A cinza descia pelo pescoço, quase confundida com o preto da gola. A voz dela soava um tanto irônica, quase ferina.
- Ué, agora você resolveu cuidar de mim, é?
- Vou fazer meu chá - ele disse.
- Como é mesmo que se pronuncia? Esquizôfrenia?
- Não, é Esquizofrênia. Tem acento nesse e aí. E se escreve com esse, cê, agá. Depois tem também um pê e outro agá. Tem dois agás.
- E nenhum ipsilone? Nenhum dábliu? - ela perguntou como se estivesse exausta. E amarga. - Adoro ipsilones, dáblius e cás. Tão chique.
- D’accord- ele disse. - Mas não tem nenhum.
- Tá bom - ela riu sem vontade. Em seguida disse tchau, até mais, boa-noite, um beijo, e desligou.

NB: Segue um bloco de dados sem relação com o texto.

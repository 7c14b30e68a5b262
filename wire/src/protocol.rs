//! WebSocket frames between the stream orchestrator and the control plane.
//!
//! One bidirectional channel exists per call. The orchestrator speaks
//! [`ClientFrame`]; the control plane answers with [`ServerFrame`]. The
//! protocol is lockstep: every `CHUNK` sent expects exactly one reply.

use serde::{Deserialize, Serialize};
use serde_json::Value;

/// Orchestrator → control plane.
#[derive(Debug, Clone, PartialEq, Serialize, Deserialize)]
#[serde(tag = "type")]
pub enum ClientFrame {
    /// Opens the stream with the sanitized request payload.
    #[serde(rename = "START")]
    Start { data: Value },
    /// One upstream chunk, canonical shape.
    #[serde(rename = "CHUNK")]
    Chunk { data: Value },
    /// Upstream exhausted; the stream closed normally.
    #[serde(rename = "END")]
    End,
}

/// Control plane → orchestrator.
#[derive(Debug, Clone, PartialEq, Serialize, Deserialize)]
#[serde(tag = "type")]
pub enum ServerFrame {
    /// Replacement chunk to emit in place of the original.
    #[serde(rename = "CHUNK")]
    Chunk { data: Value },
    /// Stop reading upstream and close cleanly.
    #[serde(rename = "END")]
    End,
    /// Policy failure: pass the remainder of the stream through verbatim.
    #[serde(rename = "ERROR")]
    Error { error: String },
}

#[cfg(test)]
mod tests {
    use super::*;
    use serde_json::json;

    #[test]
    fn frames_round_trip_with_uppercase_tags() {
        let start = ClientFrame::Start {
            data: json!({"model": "gpt-4"}),
        };
        let encoded = serde_json::to_string(&start).unwrap();
        assert!(encoded.contains("\"type\":\"START\""));
        assert_eq!(serde_json::from_str::<ClientFrame>(&encoded).unwrap(), start);

        let err = ServerFrame::Error {
            error: "policy exploded".into(),
        };
        let encoded = serde_json::to_string(&err).unwrap();
        assert!(encoded.contains("\"type\":\"ERROR\""));
        assert_eq!(serde_json::from_str::<ServerFrame>(&encoded).unwrap(), err);
    }

    #[test]
    fn end_frame_is_bare() {
        assert_eq!(serde_json::to_string(&ClientFrame::End).unwrap(), r#"{"type":"END"}"#);
    }
}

Ele abriu a boca, mas antes de repetir as mesmas coisas ouviu o clique do fone sendo colocado no gancho do outro lado da cidade. O disco chegara novamente ao fim, mas antes que recomeçasse ele curvou-se e desligou o som. Em pé, ao lado da mesa, amarfanhou o papel amarelo e jogou-o no cinzeiro. Depois soprou as cinzas do rosto do rapaz. Algumas partículas caíram sobre a foto da mulher. Andou então até o pequeno corredor, curvou-se sobre a planta e com a brasa do cigarro fez um furo redondo na folha. Respirou fundo sem sentir cheiro algum. A sala continuava mergulhada naquela penumbra bordô, baça, moribunda, a almofada fosforescendo estranhamente esverdeada à luz azul de mercúrio. Ele fez um movimento em direção ao telefone. Chegou a avançar um pouco, como se fosse voltar. Mas não se moveu. Imóvel assim no meio da casa, o som desligado e nenhum outro ruído, era possível ouvir o vento soprando solto pelos telhados.